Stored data
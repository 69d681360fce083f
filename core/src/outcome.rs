use rkyv::{Archive, Deserialize, Serialize};

use crate::session::ParticipantRole;

/// Phase of the active game. `Scoring` is reached in the board game after
/// consecutive passes; the other games go straight from playing to complete.
#[derive(Debug, Clone, Copy, PartialEq, Eq, Archive, Serialize, Deserialize)]
#[repr(u8)]
pub enum GamePhase {
    Playing,
    Scoring,
    Complete,
}

/// Running totals shown during play (rounds won, captures, matched pairs).
#[derive(Debug, Clone, Copy, Default, PartialEq, Eq, Archive, Serialize, Deserialize)]
pub struct ScorePair {
    pub host: u32,
    pub guest: u32,
}

#[derive(Debug, Clone, Copy, PartialEq, Archive, Serialize, Deserialize)]
pub struct TerritoryScore {
    pub territory: u32,
    pub captures: u32,
    pub komi: f32,
}

impl TerritoryScore {
    pub fn total(&self) -> f32 {
        self.territory as f32 + self.captures as f32 + self.komi
    }
}

#[derive(Debug, Clone, Copy, PartialEq, Archive, Serialize, Deserialize)]
pub enum ScoreBreakdown {
    Choice { host_rounds: u8, guest_rounds: u8 },
    Board { host: TerritoryScore, guest: TerritoryScore },
    Matching { host_pairs: u8, guest_pairs: u8 },
}

/// Terminal result of a game. Resignation and timeout endings carry no
/// breakdown by construction, so no detailed score can be rendered for them.
#[derive(Debug, Clone, PartialEq, Archive, Serialize, Deserialize)]
pub enum GameOutcome {
    Scored {
        winner: Option<ParticipantRole>,
        breakdown: ScoreBreakdown,
    },
    Resigned {
        winner: ParticipantRole,
        message: String,
    },
    TimedOut {
        winner: ParticipantRole,
        message: String,
    },
}

impl GameOutcome {
    pub fn winner(&self) -> Option<ParticipantRole> {
        match self {
            GameOutcome::Scored { winner, .. } => *winner,
            GameOutcome::Resigned { winner, .. } => Some(*winner),
            GameOutcome::TimedOut { winner, .. } => Some(*winner),
        }
    }

    pub fn reason(&self) -> &'static str {
        match self {
            GameOutcome::Scored { .. } => "score",
            GameOutcome::Resigned { .. } => "resignation",
            GameOutcome::TimedOut { .. } => "timeout",
        }
    }

    pub fn breakdown(&self) -> Option<&ScoreBreakdown> {
        match self {
            GameOutcome::Scored { breakdown, .. } => Some(breakdown),
            _ => None,
        }
    }
}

EXERCISE> Scan the records for the string "Deserialize". Copy each line in which it appears.

EXPECTED OUTPUT>
use rkyv::{Archive, Deserialize, Serialize};
#[derive(Debug, Clone, Copy, PartialEq, Eq, Archive, Serialize, Deserialize)]
#[derive(Debug, Clone, Copy, Default, PartialEq, Eq, Archive, Serialize, Deserialize)]
#[derive(Debug, Clone, Copy, PartialEq, Archive, Serialize, Deserialize)]
#[derive(Debug, Clone, Copy, PartialEq, Archive, Serialize, Deserialize)]
#[derive(Debug, Clone, PartialEq, Archive, Serialize, Deserialize)]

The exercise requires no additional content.